Desperate measures: Amsterdam puts €4m into public toilets
Amsterdam city council is to spend €4 million to develop city centre public toilets for women, seven years after a high profile “peeing in public” case hit the city’s courts.
The furore dates back to 2017 when a 23-year-old Dutch woman lost her appeal against a fine for urinating in a public place after the judge told her she could have used a urinal.
Geerte Piening was fined €140 after she was caught urinating between the Balie debating centre and ABN Amro bank on Amsterdam’s Leidseplein after a night out in 2015.
Some 2.5 years later, an Amsterdam court ruled that the fine was legal, saying the ban on urinating in public applies to both men and women.

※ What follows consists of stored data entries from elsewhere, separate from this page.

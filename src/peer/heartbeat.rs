// Heartbeat - Keeps a peer's announcement visible in the directory
//
// One heartbeat immediately, then one per interval. Failures are logged and
// the loop keeps going; the directory hides the peer's files on its own once
// heartbeats stop arriving.

use crate::peer::client::DirectoryClient;
use crate::registry::PeerAddress;
use std::time::Duration;
use tokio::task::JoinHandle;
use tokio::time::MissedTickBehavior;
use tracing::{debug, info, warn};

/// Periodic heartbeat sender
pub struct HeartbeatLoop {
    client: DirectoryClient,
    username: String,
    address: PeerAddress,
    interval: Duration,
}

impl HeartbeatLoop {
    pub fn new(
        client: DirectoryClient,
        username: &str,
        address: PeerAddress,
        interval: Duration,
    ) -> Self {
        Self {
            client,
            username: username.to_string(),
            address,
            interval,
        }
    }

    /// Send heartbeats until the task is aborted
    pub async fn run(self) {
        let mut ticker = tokio::time::interval(self.interval);
        ticker.set_missed_tick_behavior(MissedTickBehavior::Delay);

        info!(username = %self.username, interval = ?self.interval, "heartbeat started");
        loop {
            ticker.tick().await;
            match self.client.heartbeat(&self.username, &self.address).await {
                Ok(true) => debug!(username = %self.username, "heartbeat acknowledged"),
                Ok(false) => warn!(
                    username = %self.username,
                    "directory no longer knows this peer, register again"
                ),
                Err(e) => warn!(username = %self.username, error = %e, "heartbeat failed"),
            }
        }
    }

    pub fn spawn(self) -> JoinHandle<()> {
        tokio::spawn(self.run())
    }
}
// Registry Store - The transactional contract
//
// Every operation is atomic and isolated from concurrent operations on the
// same username. Callers pass the wall-clock instant so that time can be
// controlled from the outside.

use crate::registry::{FileEntry, Peer, PeerAddress};
use chrono::{DateTime, Utc};
use thiserror::Error;

/// Errors from registry operations
#[derive(Error, Debug, Clone, PartialEq, Eq)]
pub enum RegistryError {
    #[error("Username already exists")]
    Conflict,

    #[error("Invalid credentials")]
    InvalidCredentials,

    #[error("Peer not found")]
    NotFound,

    #[error("Announcement for unregistered peer")]
    UnknownPeer,

    #[error("Failed to open registry: {0}")]
    OpenFailed(String),

    #[error("Database operation failed: {0}")]
    Database(String),

    #[error("Serialization failed: {0}")]
    Serialization(String),

    #[error("Deserialization failed: {0}")]
    Deserialization(String),
}

impl RegistryError {
    /// Whether this is a backend failure rather than an expected outcome
    pub fn is_backend(&self) -> bool {
        matches!(
            self,
            Self::OpenFailed(_) | Self::Database(_) | Self::Serialization(_) | Self::Deserialization(_)
        )
    }
}

impl From<sled::Error> for RegistryError {
    fn from(err: sled::Error) -> Self {
        RegistryError::Database(err.to_string())
    }
}

/// Storage behind the directory
///
/// The directory service and the liveness monitor both depend on this trait
/// and never on a concrete store.
pub trait RegistryStore: Send + Sync {
    /// Create a peer. Fails with `Conflict` if the username is taken.
    fn register_peer(
        &self,
        username: &str,
        password: &str,
        address: &PeerAddress,
        at: DateTime<Utc>,
    ) -> Result<(), RegistryError>;

    /// Check credentials; on success record the new address and `last_seen`.
    /// Unknown usernames fail the same way as wrong passwords.
    fn verify_and_touch(
        &self,
        username: &str,
        password: &str,
        address: &PeerAddress,
        at: DateTime<Utc>,
    ) -> Result<String, RegistryError>;

    /// Record a heartbeat. `NotFound` means the peer was evicted or never
    /// registered.
    fn touch_heartbeat(
        &self,
        username: &str,
        address: &PeerAddress,
        at: DateTime<Utc>,
    ) -> Result<(), RegistryError>;

    /// Replace the peer's whole announcement in one atomic step
    fn replace_files(
        &self,
        username: &str,
        filenames: &[String],
        address: &PeerAddress,
        at: DateTime<Utc>,
    ) -> Result<(), RegistryError>;

    /// Drop every file announced by the peer; the peer row stays
    fn remove_files(&self, username: &str) -> Result<(), RegistryError>;

    /// Delete peers whose last heartbeat is strictly before `threshold`,
    /// together with their files, one peer per transaction
    fn evict_stale_peers(&self, threshold: DateTime<Utc>) -> Result<Vec<String>, RegistryError>;

    /// Files whose owner heartbeated at or after `liveness_threshold`
    fn query_files(
        &self,
        filename_substr: Option<&str>,
        username_substr: Option<&str>,
        liveness_threshold: DateTime<Utc>,
    ) -> Result<Vec<FileEntry>, RegistryError>;

    /// Look up a peer row
    fn peer(&self, username: &str) -> Result<Option<Peer>, RegistryError>;
}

However, the male judge cut the fine to €90 because of the length of time the case had taken to court.
At the time in central Amsterdam there were 35 public urinals for men and just four public toilets for women. The city council’s own map still shows just nine public places where women can pee without breaking the law within the ring road.
Still holding out? Amsterdam’s toilet troubles continue
Several initiatives have sprung up since then to help. HogeNood (very urgent) is a popular app that guides users towards public toilets around the country. And software engineer Adnan Hodzic recently created one solely devoted to bathrooms in the city called the Amsterdam Toilet & Urinal Finder.

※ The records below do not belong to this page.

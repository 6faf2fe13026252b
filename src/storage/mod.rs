// Storage module - LOCAL FILES
// The shared folder a peer announces and serves from

mod shared_dir;

pub use shared_dir::{SharedDir, StorageError};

The Casa Rossa sex theatre in the red light district has even opened its own appropriately-themed public convenience.
In 2019, the city council voted in favour of a D66 motion calling for more public toilets which now, five years on, is being put into effect.
Officials have not yet said how many toilets will be built with the €4 million, but the first will open this year in the Oosterpark in October, local broadcaster NH said.
“It’s been a long time coming, but the fact that it is coming is very welcome,” Piening told NH.